> **WHAT IS EXPECTED**
Each line of the data below that holds the word "styled" is to be reported in full.
◇ ◇ ◇ ◇ ◇
//! Flight telemetry panel

use carryall::vehicle::{Carryall, FlightState};
use ratatui::{
    layout::Rect,
    style::{Color, Style},
    text::{Line, Span},
    widgets::{Block, Borders, Gauge, Paragraph},
    Frame,
};

use super::Indicators;

fn led(on: bool, color: Color) -> Span<'static> {
    if on {
        Span::styled("●", Style::default().fg(color))
    } else {
        Span::styled("○", Style::default().fg(Color::DarkGray))
    }
}

pub fn render_telemetry(
    frame: &mut Frame,
    area: Rect,
    vehicle: &Carryall,
    indicators: &Indicators,
    hold: bool,
) {
    let block = Block::default().title(" carryall ").borders(Borders::ALL);
    let inner = block.inner(area);
    frame.render_widget(block, area);

    let p = vehicle.position();
    let v = vehicle.velocity();
    let camera = p + vehicle.avg_velocity();
    let controls = vehicle.controls();

    let state = match vehicle.state() {
        FlightState::Flying => Span::styled("FLYING", Style::default().fg(Color::Green)),
        FlightState::Destroying { since } => Span::styled(
            format!("DESTROYED at {:.1}s", since.as_secs_f64()),
            Style::default().fg(Color::Red),
        ),
    };

    let lines = vec![
        Line::from(vec![
            state,
            Span::raw("   stress "),
            led(indicators.stress, Color::Red),
            Span::raw("  spin-up "),
            led(indicators.spin_up, Color::Yellow),
            Span::raw(if hold { "  [HOLD]" } else { "" }),
        ]),
        Line::from(format!(
            "pos   {:>8.1} {:>8.1}   vel {:>7.2} {:>7.2}   cam {:>8.1} {:>8.1}",
            p.x, p.y, v.x, v.y, camera.x, camera.y
        )),
        Line::from(format!(
            "body  {:>+6.2} rad   engine {:>+6.2} rad   pressure {:.2}",
            vehicle.body_rotation(),
            vehicle.engine_rotation(),
            vehicle.atmo_pressure()
        )),
        Line::from(format!(
            "stab  {:>5.2}   main {:>+5.2}   stress {:>5.2}   drag {:>5.3}",
            vehicle.current_stability_power(),
            vehicle.current_engine_power(),
            vehicle.acceleration_stress(),
            vehicle.current_drag().length()
        )),
        Line::from(Span::styled(
            format!(
                "faders  left {:.2}  right {:.2}  cross {:.2}",
                controls.left_balance, controls.right_balance, controls.middle_balance
            ),
            Style::default().fg(Color::DarkGray),
        )),
    ];

    let rows = inner.height.saturating_sub(2);
    let text_area = Rect { height: rows, ..inner };
    frame.render_widget(Paragraph::new(lines), text_area);

    if inner.height >= 2 {
        let gauge_area = Rect {
            y: inner.y + rows,
            height: 1,
            ..inner
        };
        let spin_up = vehicle.spin_up().level().clamp(0.0, 1.0);
        let gauge = Gauge::default()
            .gauge_style(Style::default().fg(Color::Yellow))
            .label(format!("spin-up {:.0}%", spin_up * 100.0))
            .ratio(spin_up);
        frame.render_widget(gauge, gauge_area);

        let throttle_area = Rect {
            y: inner.y + rows + 1,
            height: 1,
            ..inner
        };
        let throttle = vehicle.throttle().clamp(0.0, 1.0);
        let gauge = Gauge::default()
            .gauge_style(Style::default().fg(Color::Cyan))
            .label(format!("throttle {:.0}%", throttle * 100.0))
            .ratio(throttle);
        frame.render_widget(gauge, throttle_area);
    }
}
◇ ◇ ◇ ◇ ◇
> **ANSWER**
        Span::styled("●", Style::default().fg(color))
        Span::styled("○", Style::default().fg(Color::DarkGray))
        FlightState::Flying => Span::styled("FLYING", Style::default().fg(Color::Green)),
        FlightState::Destroying { since } => Span::styled(
        Line::from(Span::styled(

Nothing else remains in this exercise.